Because I chose the density bins to not be equally spaced in the layers (coarse bins for sigma lighter than 27 kg/m3), we end up having that sharp separation in 27 kg/m3.

[willaguiar]

Another thing to keep in mind is that the minimum density where we have heat transports vary a lot seasonally (circumpolar sum HT below). I think that would create a big seasonality in the CSHT at lighter layers, and could increase seasonal correlations in those layers. We can explain that issue on the MS.

We also have the option to analyze the surface as one thick density bin ( e.g., one bin for all sigma0< $target\ sigma$. $target\ sigma$ could be for example 27.5 or 27.7), in the hope to smooth all the seasonality due to surface density changes. caveat is that maximum depth of these density layers vary a lot along the contour, so we have to be careful which value we chose, to not get the CDW (below)

Fig below is maximum seasonal depth of sigma0 targets along the contour ( grey = 27.7, black = 27.5).

[adele-morrison]

Does 27.5 always exist everywhere? If so, that sounds like a good density cutoff for the lightest layer.

We may need to coarsen the denser bins also if there are currently density bins that don't exist for all time in a longitude bin. I guess it's ok having density bins that don't ever exist in a longitude bin though, because they will just have no correlation. e.g.
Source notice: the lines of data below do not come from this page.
#[cfg(test)]
mod tests {
    use super::*;

    #[test]
    fn put_and_get_top_level_fields() {
        let mut doc = Document::new();
        doc.put("name", "Alice").unwrap();
        doc.put("age", 30).unwrap();
        assert_eq!(doc.get("name"), Value::String("Alice".to_string()));
        assert_eq!(doc.get("age"), Value::I64(30));
        assert_eq!(doc.get("missing"), Value::Null);
    }

    #[test]
    fn put_rejects_empty_key() {
        let mut doc = Document::new();
        let err = doc.put("", 1).unwrap_err();
        assert_eq!(err.kind(), &ErrorKind::InvalidOperation);
    }

    #[test]
    fn raw_id_values_are_allowed_until_storage() {
        // query documents like {"_id": 42} must build without complaint;
        // only storage insists on a generated id
        let mut doc = Document::new();
        doc.put(DOC_ID, 42).unwrap();
        assert!(!doc.has_id());
        assert_eq!(
            doc.validate_for_storage().unwrap_err().kind(),
            &ErrorKind::ValidationError
        );

        doc.put(DOC_ID, Value::Id(DocId::new())).unwrap();
        assert!(doc.has_id());
        assert!(doc.validate_for_storage().is_ok());
    }

    #[test]
    fn put_stores_dotted_keys_literally() {
        // query documents rely on this: {"a.b": 1} addresses a path, it is
        // not a nested document
        let mut query = Document::new();
        query.put("location.city", "NY").unwrap();
        assert_eq!(query.keys().next().unwrap(), "location.city");
    }

    #[test]
    fn get_resolves_embedded_paths() {
        let doc = doc! {
            "location": {
                "city": "New York",
                "address": { "zip": 10001 }
            }
        };
        assert_eq!(doc.get("location.city"), Value::String("New York".to_string()));
        assert_eq!(doc.get("location.address.zip"), Value::I64(10001));
        assert_eq!(doc.get("location.missing"), Value::Null);
    }

    #[test]
    fn get_indexes_arrays_numerically() {
        let doc = doc! { "items": [10, 20, 30] };
        assert_eq!(doc.get("items.0"), Value::I64(10));
        assert_eq!(doc.get("items.2"), Value::I64(30));
        assert_eq!(doc.get("items.5"), Value::Null);
    }

    #[test]
    fn get_projects_fields_across_arrays() {
        let doc = doc! { "points": [{ "x": 1 }, { "x": 2 }] };
        assert_eq!(
            doc.get("points.x"),
            Value::Array(vec![Value::I64(1), Value::I64(2)])
        );
    }

    #[test]
    fn put_path_creates_intermediate_documents() {
        let mut doc = Document::new();
        doc.put_path("a.b.c", 5).unwrap();
        assert_eq!(doc.get("a.b.c"), Value::I64(5));
    }

    #[test]
    fn put_path_fails_on_scalar_intermediate() {
        let mut doc = doc! { "a": 1 };
        let err = doc.put_path("a.b", 5).unwrap_err();
        assert_eq!(err.kind(), &ErrorKind::ValidationError);
    }

    #[test]
    fn put_path_writes_into_arrays() {
        let mut doc = doc! { "items": [{ "x": 1 }] };
        doc.put_path("items.0.x", 9).unwrap();
        assert_eq!(doc.get("items.0.x"), Value::I64(9));

        doc.put_path("items.1", 7).unwrap();
        assert_eq!(doc.get("items.1"), Value::I64(7));

        assert!(doc.put_path("items.9", 7).is_err());
    }

    #[test]
    fn remove_path_removes_fields() {
        let mut doc = doc! { "a": { "b": 1, "c": 2 }, "d": 3 };
        assert!(doc.remove_path("a.b"));
        assert_eq!(doc.get("a.b"), Value::Null);
        assert_eq!(doc.get("a.c"), Value::I64(2));
        assert!(doc.remove_path("d"));
        assert!(!doc.remove_path("missing.path"));
    }

    #[test]
    fn ensure_id_assigns_once() {
        let mut doc = doc! { "name": "Alice" };
        assert!(!doc.has_id());
        let id = doc.ensure_id();
        assert_eq!(doc.ensure_id(), id);
        assert_eq!(doc.doc_id(), Some(id));
    }

    #[test]
    fn validate_rejects_dollar_and_dotted_keys() {
        let mut doc = Document::new();
        doc.put("$set", 1).unwrap();
        assert_eq!(
            doc.validate_for_storage().unwrap_err().kind(),
            &ErrorKind::ValidationError
        );

        let mut doc = Document::new();
        doc.put("a.b", 1).unwrap();
        assert_eq!(
            doc.validate_for_storage().unwrap_err().kind(),
            &ErrorKind::ValidationError
        );

        // nested keys are checked too
        let doc = doc! { "outer": { "$inner": 1 } };
        assert!(doc.validate_for_storage().is_err());
    }

    #[test]
    fn validate_accepts_plain_documents() {
        let mut doc = doc! { "name": "Alice", "nested": { "x": [1, 2] } };
        doc.ensure_id();
        assert!(doc.validate_for_storage().is_ok());
    }

    #[test]
    fn clone_is_independent() {
        let mut original = doc! { "a": 1 };
        let snapshot = original.clone();
        original.put("a", 2).unwrap();
        original.put("b", 3).unwrap();
        assert_eq!(snapshot.get("a"), Value::I64(1));
        assert_eq!(snapshot.get("b"), Value::Null);
    }

    #[test]
    fn serde_round_trip_restores_the_id() {
        let mut doc = doc! { "bar": 1 };
        doc.ensure_id();
        let json = serde_json::to_string(&doc).unwrap();
        let parsed: Document = serde_json::from_str(&json).unwrap();
        assert_eq!(parsed, doc);
        assert_eq!(parsed.doc_id(), doc.doc_id());
    }

    #[test]
    fn doc_id_range_is_enforced() {
        assert!(DocId::create_id(MIN_ID_VALUE).is_ok());
        assert_eq!(
            DocId::create_id(MIN_ID_VALUE - 1).unwrap_err().kind(),
            &ErrorKind::InvalidId
        );
        assert_eq!(
            DocId::create_id(MAX_ID_VALUE).unwrap_err().kind(),
            &ErrorKind::InvalidId
        );
    }

    #[test]
    fn generated_ids_are_in_range() {
        for _ in 0..100 {
            let id = DocId::new();
            assert!(DocId::valid_id(id.id_value()).is_ok());
        }
    }
}
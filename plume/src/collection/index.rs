use crate::collection::document::{DocId, Document};
use crate::common::Value;
use crate::errors::{ErrorKind, PlumeError, PlumeResult};
use serde::{Deserialize, Serialize};
use std::collections::{BTreeMap, BTreeSet};
use std::ops::Bound;

/// Options for creating an index over a field path.
#[derive(Debug, Default, Clone, Copy, PartialEq, Eq)]
pub struct IndexOptions {
    /// Reject two documents holding the same value for the indexed field.
    pub unique: bool,
    /// Skip documents where the indexed field is missing or null.
    pub sparse: bool,
}

impl IndexOptions {
    pub fn unique() -> Self {
        IndexOptions {
            unique: true,
            sparse: false,
        }
    }
}

/// Persistent description of an index, as written to the datafile in an
/// index-definition marker record.
#[derive(Debug, Clone, PartialEq, Eq, Serialize, Deserialize)]
#[serde(rename_all = "camelCase")]
pub struct IndexDefinition {
    pub field_name: String,
    #[serde(default)]
    pub unique: bool,
    #[serde(default)]
    pub sparse: bool,
}

impl IndexDefinition {
    pub fn new(field_name: &str, options: IndexOptions) -> Self {
        IndexDefinition {
            field_name: field_name.to_string(),
            unique: options.unique,
            sparse: options.sparse,
        }
    }
}

/// An ordered secondary index over one field path.
///
/// The index maps each observed field value to the ids of the documents
/// holding it. An array-valued field is indexed under each distinct element
/// (multi-key). A missing or null field is indexed under [Value::Null]
/// unless the index is sparse, in which case the document is skipped.
///
/// All mutating operations either fully apply or leave the index exactly as
/// it was; a unique-constraint violation mid-way is rolled back before the
/// error is returned.
pub(crate) struct DocIndex {
    definition: IndexDefinition,
    tree: BTreeMap<Value, Vec<DocId>>,
}

impl DocIndex {
    pub fn new(definition: IndexDefinition) -> Self {
        DocIndex {
            definition,
            tree: BTreeMap::new(),
        }
    }

    pub fn definition(&self) -> &IndexDefinition {
        &self.definition
    }

    pub fn field_name(&self) -> &str {
        &self.definition.field_name
    }

    pub fn is_unique(&self) -> bool {
        self.definition.unique
    }

    pub fn is_sparse(&self) -> bool {
        self.definition.sparse
    }

    /// The index keys this document contributes, or `None` when the
    /// document is skipped (sparse index, field absent).
    fn keys_for(&self, doc: &Document) -> Option<Vec<Value>> {
        let value = doc.get(&self.definition.field_name);
        match value {
            Value::Null if self.is_sparse() => None,
            Value::Array(items) => {
                // multi-key: one entry per distinct element
                let distinct: BTreeSet<Value> = items.into_iter().collect();
                if distinct.is_empty() {
                    if self.is_sparse() {
                        None
                    } else {
                        Some(vec![Value::Null])
                    }
                } else {
                    Some(distinct.into_iter().collect())
                }
            }
            other => Some(vec![other]),
        }
    }

    /// Adds one document. On a unique violation every key added so far is
    /// removed again before the error is returned.
    pub fn insert_one(&mut self, id: DocId, doc: &Document) -> PlumeResult<()> {
        let Some(keys) = self.keys_for(doc) else {
            return Ok(());
        };

        let mut added: Vec<Value> = Vec::with_capacity(keys.len());
        for key in keys {
            if self.is_unique() {
                if let Some(existing) = self.tree.get(&key) {
                    if !existing.is_empty() {
                        for undo in &added {
                            remove_id(&mut self.tree, undo, id);
                        }
                        log::error!(
                            "Unique constraint violated for field {} with value {}",
                            self.definition.field_name,
                            key
                        );
                        return Err(PlumeError::new(
                            &format!(
                                "Unique constraint violated for field {}",
                                self.definition.field_name
                            ),
                            ErrorKind::UniqueConstraintViolation,
                        ));
                    }
                }
            }
            self.tree.entry(key.clone()).or_default().push(id);
            added.push(key);
        }
        Ok(())
    }

    /// Adds a document without checking constraints. Only used to restore
    /// a previously-held state during rollback.
    fn insert_unchecked(&mut self, id: DocId, doc: &Document) {
        if let Some(keys) = self.keys_for(doc) {
            for key in keys {
                self.tree.entry(key).or_default().push(id);
            }
        }
    }

    /// Removes one document's entries. Removing a document that was never
    /// indexed is a no-op.
    pub fn remove_one(&mut self, id: DocId, doc: &Document) {
        if let Some(keys) = self.keys_for(doc) {
            for key in keys {
                remove_id(&mut self.tree, &key, id);
            }
        }
    }

    /// Replaces a document's entries. On a unique violation the old entries
    /// are restored and the index is left unchanged.
    pub fn update_one(&mut self, id: DocId, old: &Document, new: &Document) -> PlumeResult<()> {
        self.remove_one(id, old);
        if let Err(err) = self.insert_one(id, new) {
            self.insert_unchecked(id, old);
            return Err(err);
        }
        Ok(())
    }

    /// Reverts a previous [DocIndex::update_one]. Restoring an earlier
    /// state cannot violate constraints.
    pub fn revert_one(&mut self, id: DocId, old: &Document, new: &Document) {
        self.remove_one(id, new);
        self.insert_unchecked(id, old);
    }

    /// Ids of documents holding `key` for the indexed field.
    pub fn lookup(&self, key: &Value) -> Vec<DocId> {
        self.tree.get(key).cloned().unwrap_or_default()
    }

    /// Ids of documents holding any of `keys`, deduplicated.
    pub fn lookup_in(&self, keys: &[Value]) -> Vec<DocId> {
        let mut ids: Vec<DocId> = keys.iter().flat_map(|key| self.lookup(key)).collect();
        ids.sort();
        ids.dedup();
        ids
    }

    /// Ids of documents whose indexed value lies within the given bounds.
    pub fn lookup_range(&self, lower: Bound<&Value>, upper: Bound<&Value>) -> Vec<DocId> {
        let mut ids: Vec<DocId> = self
            .tree
            .range((lower, upper))
            .flat_map(|(_, ids)| ids.iter().copied())
            .collect();
        ids.sort();
        ids.dedup();
        ids
    }

    #[cfg(test)]
    fn entry_count(&self) -> usize {
        self.tree.values().map(|ids| ids.len()).sum()
    }
}

fn remove_id(tree: &mut BTreeMap<Value, Vec<DocId>>, key: &Value, id: DocId) {
    if let Some(ids) = tree.get_mut(key) {
        ids.retain(|existing| *existing != id);
        if ids.is_empty() {
            tree.remove(key);
        }
    }
}
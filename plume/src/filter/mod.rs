use crate::collection::Document;
use crate::common::Value;
use crate::errors::{ErrorKind, PlumeError, PlumeResult};
use std::cmp::Ordering;
use std::sync::Arc;

/// Custom comparator for string values, injected through the datastore
/// options (e.g. for locale-aware ordering).
pub type StringComparator = Arc<dyn Fn(&str, &str) -> Ordering + Send + Sync>;

/// Evaluates MongoDB-style query documents against stored documents.
///
/// A query is itself a [Document]: plain fields express equality on a field
/// path, operator documents (`{"$lt": 5}`) express comparisons, and the
/// top-level `$and` / `$or` / `$not` keys combine sub-queries. An empty
/// query matches everything.
///
/// The matcher is pure: it never mutates either document.
#[derive(Clone, Default)]
pub struct Matcher {
    compare_strings: Option<StringComparator>,
}

impl Matcher {
    pub fn new(compare_strings: Option<StringComparator>) -> Self {
        Matcher { compare_strings }
    }

    /// Returns whether `doc` satisfies `query`. All top-level query clauses
    /// must hold (implicit and).
    pub fn matches(&self, doc: &Document, query: &Document) -> PlumeResult<bool> {
        for (key, query_value) in query.iter() {
            let clause = if key.starts_with('$') {
                self.match_logical(doc, key, query_value)?
            } else {
                self.match_field(doc, key, query_value)?
            };
            if !clause {
                return Ok(false);
            }
        }
        Ok(true)
    }

    fn match_logical(&self, doc: &Document, op: &str, operand: &Value) -> PlumeResult<bool> {
        match op {
            "$and" | "$or" => {
                let Value::Array(sub_queries) = operand else {
                    log::error!("{} operand must be an array of queries", op);
                    return Err(PlumeError::new(
                        &format!("{} operand must be an array of queries", op),
                        ErrorKind::FilterError,
                    ));
                };
                if sub_queries.is_empty() {
                    log::error!("{} operand cannot be empty", op);
                    return Err(PlumeError::new(
                        &format!("{} operand cannot be empty", op),
                        ErrorKind::FilterError,
                    ));
                }
                for sub_query in sub_queries {
                    let Value::Document(sub_query) = sub_query else {
                        return Err(PlumeError::new(
                            &format!("{} operand must contain only queries", op),
                            ErrorKind::FilterError,
                        ));
                    };
                    let matched = self.matches(doc, sub_query)?;
                    if matched && op == "$or" {
                        return Ok(true);
                    }
                    if !matched && op == "$and" {
                        return Ok(false);
                    }
                }
                Ok(op == "$and")
            }
            "$not" => {
                let Value::Document(sub_query) = operand else {
                    log::error!("$not operand must be a query");
                    return Err(PlumeError::new(
                        "$not operand must be a query",
                        ErrorKind::FilterError,
                    ));
                };
                Ok(!self.matches(doc, sub_query)?)
            }
            other => {
                log::error!("Unknown logical operator: {}", other);
                Err(PlumeError::new(
                    &format!("Unknown logical operator: {}", other),
                    ErrorKind::FilterError,
                ))
            }
        }
    }

    fn match_field(&self, doc: &Document, path: &str, query_value: &Value) -> PlumeResult<bool> {
        let doc_value = doc.get(path);
        self.value_matches(&doc_value, query_value)
    }

    /// Matches a single field value against either an operator document or
    /// a plain equality value.
    pub(crate) fn value_matches(&self, doc_value: &Value, query_value: &Value) -> PlumeResult<bool> {
        if let Value::Document(op_doc) = query_value {
            if is_operator_doc(op_doc) {
                for (op, operand) in op_doc.iter() {
                    if !self.apply_operator(doc_value, op, operand)? {
                        return Ok(false);
                    }
                }
                return Ok(true);
            }
        }
        Ok(value_equals(doc_value, query_value))
    }

    fn apply_operator(&self, doc_value: &Value, op: &str, operand: &Value) -> PlumeResult<bool> {
        match op {
            "$lt" => Ok(self.compare_any(doc_value, operand, |o| o == Ordering::Less)),
            "$lte" => Ok(self.compare_any(doc_value, operand, |o| o != Ordering::Greater)),
            "$gt" => Ok(self.compare_any(doc_value, operand, |o| o == Ordering::Greater)),
            "$gte" => Ok(self.compare_any(doc_value, operand, |o| o != Ordering::Less)),
            "$ne" => Ok(!value_equals(doc_value, operand)),
            "$in" => {
                let Value::Array(members) = operand else {
                    log::error!("$in operand must be an array");
                    return Err(PlumeError::new(
                        "$in operand must be an array",
                        ErrorKind::FilterError,
                    ));
                };
                Ok(members.iter().any(|member| value_equals(doc_value, member)))
            }
            "$nin" => {
                let Value::Array(members) = operand else {
                    log::error!("$nin operand must be an array");
                    return Err(PlumeError::new(
                        "$nin operand must be an array",
                        ErrorKind::FilterError,
                    ));
                };
                Ok(!members.iter().any(|member| value_equals(doc_value, member)))
            }
            "$exists" => {
                let wanted = operand.as_bool().unwrap_or(!operand.is_null());
                Ok(wanted == !doc_value.is_null())
            }
            "$regex" => {
                let Value::String(pattern) = operand else {
                    log::error!("$regex operand must be a string pattern");
                    return Err(PlumeError::new(
                        "$regex operand must be a string pattern",
                        ErrorKind::FilterError,
                    ));
                };
                let regex = regex::Regex::new(pattern).map_err(|err| {
                    log::error!("Invalid $regex pattern {}: {}", pattern, err);
                    PlumeError::new(
                        &format!("Invalid $regex pattern: {}", err),
                        ErrorKind::FilterError,
                    )
                })?;
                Ok(any_element(doc_value, |value| {
                    value.as_str().map(|s| regex.is_match(s)).unwrap_or(false)
                }))
            }
            "$size" => {
                let Some(expected) = operand.as_i64() else {
                    log::error!("$size operand must be an integer");
                    return Err(PlumeError::new(
                        "$size operand must be an integer",
                        ErrorKind::FilterError,
                    ));
                };
                match doc_value {
                    Value::Array(items) => Ok(items.len() as i64 == expected),
                    _ => Ok(false),
                }
            }
            other => {
                log::error!("Unknown comparison operator: {}", other);
                Err(PlumeError::new(
                    &format!("Unknown comparison operator: {}", other),
                    ErrorKind::FilterError,
                ))
            }
        }
    }

    /// Applies an ordering predicate against the document value, or against
    /// any element when the document value is an array.
    fn compare_any(
        &self,
        doc_value: &Value,
        operand: &Value,
        predicate: impl Fn(Ordering) -> bool,
    ) -> bool {
        any_element(doc_value, |value| {
            self.compare_values(value, operand)
                .map(&predicate)
                .unwrap_or(false)
        })
    }

    /// Ordering between two values for range operators. Only values of
    /// comparable types order; mixed-type comparisons never match.
    pub(crate) fn compare_values(&self, a: &Value, b: &Value) -> Option<Ordering> {
        if a.is_number() && b.is_number() {
            return a.partial_cmp(b);
        }
        match (a, b) {
            (Value::String(a), Value::String(b)) => match &self.compare_strings {
                Some(comparator) => Some(comparator(a, b)),
                None => Some(a.cmp(b)),
            },
            _ => None,
        }
    }
}
/*
 * Copyright 2020 Actyx AG
 *
 * Licensed under the Apache License, Version 2.0 (the "License");
 * you may not use this file except in compliance with the License.
 * You may obtain a copy of the License at
 *
 *     http://www.apache.org/licenses/LICENSE-2.0
 *
 * Unless required by applicable law or agreed to in writing, software
 * distributed under the License is distributed on an "AS IS" BASIS,
 * WITHOUT WARRANTIES OR CONDITIONS OF ANY KIND, either express or implied.
 * See the License for the specific language governing permissions and
 * limitations under the License.
 */
//! Child rows holding the cost sheets of calculations and offers
//!
//! Calculations keep theirs in `garment_data` / `warehousing_data`, offers keep a frozen
//! copy in `garment_offer_data` / `warehousing_offer_data`. The columns are the same,
//! only the owner reference differs.

use crate::{
    db::{decode, insert_statement, Database},
    error::{ServiceError, ServiceResult},
    model::{DbRecord, GarmentCosts, GarmentItem, GarmentItemInput, Warehousing, WarehousingInput},
    params,
};
use anyhow::Result;
use serde_json::Value;
use std::iter::once;
use tracing::trace;

/// most garments one calculation or offer may carry
pub const MAX_ITEMS: usize = 10;

#[derive(Clone, Copy, Debug, PartialEq, Eq)]
pub enum Owner {
    Calculation(i64),
    Offer(i64),
}

impl Owner {
    pub fn id(self) -> i64 {
        match self {
            Owner::Calculation(id) | Owner::Offer(id) => id,
        }
    }

    pub fn column(self) -> &'static str {
        match self {
            Owner::Calculation(_) => "calculation_id",
            Owner::Offer(_) => "offer_id",
        }
    }

    pub fn garment_table(self) -> &'static str {
        match self {
            Owner::Calculation(_) => "garment_data",
            Owner::Offer(_) => "garment_offer_data",
        }
    }

    pub fn warehousing_table(self) -> &'static str {
        match self {
            Owner::Calculation(_) => "warehousing_data",
            Owner::Offer(_) => "warehousing_offer_data",
        }
    }
}

/// item number as stored: explicit, or the 1-based list position
fn item_number(idx: usize, item: &GarmentItemInput) -> i64 {
    item.item_number.unwrap_or(idx as i64 + 1)
}

pub fn validate_items(items: &[GarmentItemInput]) -> ServiceResult<()> {
    if items.len() > MAX_ITEMS {
        return Err(ServiceError::validation(format!(
            "at most {} items allowed, got {}",
            MAX_ITEMS,
            items.len()
        )));
    }
    for (idx, item) in items.iter().enumerate() {
        let n = item_number(idx, item);
        if n < 1 {
            return Err(ServiceError::validation(format!(
                "item numbers start at 1, got {}",
                n
            )));
        }
    }
    Ok(())
}

pub fn insert_garment_items(db: &Database, owner: Owner, items: &[GarmentItemInput]) -> Result<()> {
    let columns = once(owner.column())
        .chain(once("item_number"))
        .chain(GarmentCosts::columns().iter().copied());
    let stmt = db.prepare(&insert_statement(owner.garment_table(), columns));
    for (idx, item) in items.iter().enumerate() {
        let values = once(Value::from(owner.id()))
            .chain(once(Value::from(item_number(idx, item))))
            .chain(item.costs.normalize().values())
            .collect::<Vec<_>>();
        stmt.run(&values)?;
    }
    trace!(?owner, items = items.len(), "garment items stored");
    Ok(())
}

pub fn insert_warehousing(db: &Database, owner: Owner, input: &WarehousingInput) -> Result<()> {
    let columns = once(owner.column()).chain(Warehousing::columns().iter().copied());
    let values = once(Value::from(owner.id()))
        .chain(input.normalize().values())
        .collect::<Vec<_>>();
    db.prepare(&insert_statement(owner.warehousing_table(), columns))
        .run(&values)?;
    Ok(())
}

pub fn garment_items(db: &Database, owner: Owner) -> Result<Vec<GarmentItem>> {
    let sql = format!(
        "SELECT * FROM {} WHERE {} = ? ORDER BY item_number ASC",
        owner.garment_table(),
        owner.column()
    );
    db.prepare(&sql)
        .all(params![owner.id()])?
        .into_iter()
        .map(decode)
        .collect()
}

pub fn warehousing(db: &Database, owner: Owner) -> Result<Option<Warehousing>> {
    let sql = format!(
        "SELECT * FROM {} WHERE {} = ?",
        owner.warehousing_table(),
        owner.column()
    );
    db.prepare(&sql).get(params![owner.id()])?.map(decode).transpose()
}

#[cfg(test)]
mod tests {
    use super::*;
    use crate::testing::scratch;
    use serde_json::json;

    fn item(n: Option<i64>, fob: &str) -> GarmentItemInput {
        serde_json::from_value(json!({ "item_number": n, "fob_preis_usd": fob, "style": "Mantel" }))
            .unwrap()
    }

    #[test]
    fn must_store_items_per_owner() {
        let (_dir, db) = scratch();
        insert_garment_items(&db, Owner::Calculation(1), &[item(Some(2), "1.234,56"), item(Some(1), "3,5")])
            .unwrap();
        insert_garment_items(&db, Owner::Offer(1), &[item(None, "9")]).unwrap();

        let items = garment_items(&db, Owner::Calculation(1)).unwrap();
        let numbers = items.iter().map(|i| i.item_number).collect::<Vec<_>>();
        assert_eq!(numbers, vec![1, 2]);
        assert_eq!(items[1].costs.fob_preis_usd, Some(1234.56));
        assert_eq!(items[0].costs.style.as_deref(), Some("Mantel"));

        let offer_items = garment_items(&db, Owner::Offer(1)).unwrap();
        assert_eq!(offer_items.len(), 1);
        assert_eq!(offer_items[0].item_number, 1);
        assert!(garment_items(&db, Owner::Calculation(2)).unwrap().is_empty());
    }

    #[test]
    fn must_store_warehousing() {
        let (_dir, db) = scratch();
        let input: WarehousingInput = serde_json::from_value(json!({
            "handling_in_entladung": "2,50",
            "kartonage1_text": "Karton groß",
            "kartonage1_wert": "1,20"
        }))
        .unwrap();
        insert_warehousing(&db, Owner::Calculation(4), &input).unwrap();

        let stored = warehousing(&db, Owner::Calculation(4)).unwrap().unwrap();
        assert_eq!(stored.handling_in_entladung, Some(2.5));
        assert_eq!(stored.kartonage1_wert, Some(1.2));
        assert_eq!(stored.kartonage1_text.as_deref(), Some("Karton groß"));
        assert_eq!(stored.preis_m2, None);
        assert_eq!(warehousing(&db, Owner::Offer(4)).unwrap(), None);
    }

    #[test]
    fn must_validate_items() {
        assert!(validate_items(&vec![item(None, "1"); MAX_ITEMS]).is_ok());
        assert!(matches!(
            validate_items(&vec![item(None, "1"); MAX_ITEMS + 1]),
            Err(ServiceError::Validation(_))
        ));
        assert!(matches!(
            validate_items(&[item(Some(0), "1")]),
            Err(ServiceError::Validation(_))
        ));
    }
}
/*
 * Copyright 2020 Actyx AG
 *
 * Licensed under the Apache License, Version 2.0 (the "License");
 * you may not use this file except in compliance with the License.
 * You may obtain a copy of the License at
 *
 *     http://www.apache.org/licenses/LICENSE-2.0
 *
 * Unless required by applicable law or agreed to in writing, software
 * distributed under the License is distributed on an "AS IS" BASIS,
 * WITHOUT WARRANTIES OR CONDITIONS OF ANY KIND, either express or implied.
 * See the License for the specific language governing permissions and
 * limitations under the License.
 */
//! Typed records for every table, plus the shapes callers hand in
//!
//! Stored rows are read leniently: files written by earlier versions keep flags as
//! `0`/`1`, ids as numbers or strings, and the activity details as embedded JSON text.

use crate::decimal::DecimalInput;
use serde::{Deserialize, Serialize};
use serde_json::Value;

#[derive(Clone, Copy, Debug, PartialEq, Eq, Serialize, Deserialize)]
#[serde(rename_all = "lowercase")]
pub enum CalculationType {
    Garment,
    Warehousing,
}

impl CalculationType {
    pub fn as_str(self) -> &'static str {
        match self {
            CalculationType::Garment => "garment",
            CalculationType::Warehousing => "warehousing",
        }
    }
}

impl Default for CalculationType {
    fn default() -> Self {
        CalculationType::Garment
    }
}

#[derive(Clone, Copy, Debug, PartialEq, Eq, Serialize, Deserialize)]
#[serde(rename_all = "lowercase")]
pub enum OfferStatus {
    Pending,
    Sent,
    Accepted,
    Rejected,
    Expired,
}

impl OfferStatus {
    pub fn as_str(self) -> &'static str {
        match self {
            OfferStatus::Pending => "pending",
            OfferStatus::Sent => "sent",
            OfferStatus::Accepted => "accepted",
            OfferStatus::Rejected => "rejected",
            OfferStatus::Expired => "expired",
        }
    }
}

impl Default for OfferStatus {
    fn default() -> Self {
        OfferStatus::Pending
    }
}

/// What an activity log entry records
#[derive(Clone, Copy, Debug, PartialEq, Eq, Serialize, Deserialize)]
#[serde(rename_all = "SCREAMING_SNAKE_CASE")]
pub enum Action {
    Create,
    Update,
    Delete,
    SendEmail,
    Export,
    AdminAccess,
}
For DSW densities in West Antarctica.

[willaguiar]

Make sense. on the 27.5, it does exist everywhere, but not all the time

Perhaps it might be worth to calculate the correlations too before deciding on the sigma bin coarsening ( I mean, we might not even have a good correlation in these light density layers with strong seasonality)

[willaguiar]

A compromise could be to analyze the results in 3 big sigma bins: Surface waters, CDW and DSW. Those bins can be defined based on the mass transport along the contour (Last panel of figure 1 here).